Myelin contains neutral sphingomyelinase activity that is stimulated by tumor necrosis factor-alpha.

Purified myelin from mouse brain was found to contain two forms of neutral sphingomyelinase, one Mg2+ dependent and the other Mg2+ independent. The former had a pH optimum of 7.5 and Km of 0.35 mM, whereas the corresponding values for the latter were pH 8.0 and Km 3.03 mM. Specific activity of the Mg(2+)-dependent enzyme showed a rostral-caudal gradient, ranging from 75 nmol/mg protein/hr in myelin from cerebral hemispheres to 21 nmol/mg protein/hr in myelin from spinal cord. Relative specific activity was approximately 20% that of brain stem or cerebral hemisphere homogenate. Treatment of myelin with taurocholate or high salt concentration did not significantly reduce activity of the Mg(2+)-dependent enzyme. The activity of that enzyme did not change with time or in the presence or absence of protease inhibitors; by contrast, that of Mg(2+)-independent enzyme decreased sharply in the absence of protease inhibitors but rose in their presence. To test for the effect of tumor necrosis factor-alpha (TNF alpha) on myelin sphingomyelinase, mouse brain myelin was labeled in vivo by intracerebral injection of [3H]acetate into 18-20-day-old mice. After 40 hr, brain stems were removed, minced, and treated with TNF alpha in Krebs-Ringer solution, after which myelin was immediately isolated.
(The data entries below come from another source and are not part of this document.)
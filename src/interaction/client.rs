use std::sync::Arc;
use std::time::Duration;

use serde::Serialize;

use crate::agents::synthesizer::current_timestamp;
use crate::agents::AgentResponse;
use crate::errors::ProcessingFailure;

/// Body accepted by the interaction endpoint. `agent` carries the division
/// hint under the name the endpoint expects.
#[derive(Debug, Clone, Serialize)]
pub struct InteractRequest<'a> {
    pub command: &'a str,
    pub agent: Option<&'a str>,
    pub context: Option<&'a str>,
}

#[derive(Debug, Clone)]
pub struct InteractClient {
    endpoint: Arc<String>,
    http: reqwest::Client,
}

impl InteractClient {
    pub fn new(endpoint: &str, timeout: Duration) -> Result<Self, ProcessingFailure> {
        let http = reqwest::Client::builder()
            .timeout(timeout)
            .build()
            .map_err(|error| ProcessingFailure::ClientBuild(error.to_string()))?;

        Ok(Self {
            endpoint: Arc::new(endpoint.trim().to_string()),
            http,
        })
    }

    pub fn endpoint(&self) -> &str {
        self.endpoint.as_str()
    }

    pub async fn interact(
        &self,
        request: &InteractRequest<'_>,
    ) -> Result<AgentResponse, ProcessingFailure> {
        let response = self
            .http
            .post(self.endpoint.as_str())
            .json(request)
            .send()
            .await
            .map_err(|error| ProcessingFailure::Transport {
                endpoint: self.endpoint.to_string(),
                message: error.to_string(),
            })?;

        let status = response.status();
        let body = response
            .text()
            .await
            .map_err(|error| ProcessingFailure::Transport {
                endpoint: self.endpoint.to_string(),
                message: error.to_string(),
            })?;

        if !status.is_success() {
            return Err(ProcessingFailure::Status {
                status: status.as_u16(),
                body,
            });
        }

        decode_response(&body)
    }
}

fn decode_response(body: &str) -> Result<AgentResponse, ProcessingFailure> {
    let mut parsed: AgentResponse = serde_json::from_str(body.trim())
        .map_err(|error| ProcessingFailure::Decode(format!("{error}. Raw body:\n{body}")))?;

    if parsed.timestamp.trim().is_empty() {
        parsed.timestamp = current_timestamp();
    }

    Ok(parsed)
}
Separation and counting of individual lipids revealed TNF alpha treatment to cause increased labeling of myelin ceramide and cholesterol ester with concomitant decrease in myelin sphingomyelin. Western blotting of myelin proteins using antibodies to the two TNF alpha receptors as probes revealed the presence of the p75 receptor. Implications of these findings in relation to possible mechanisms of autoimmune demyelination are discussed.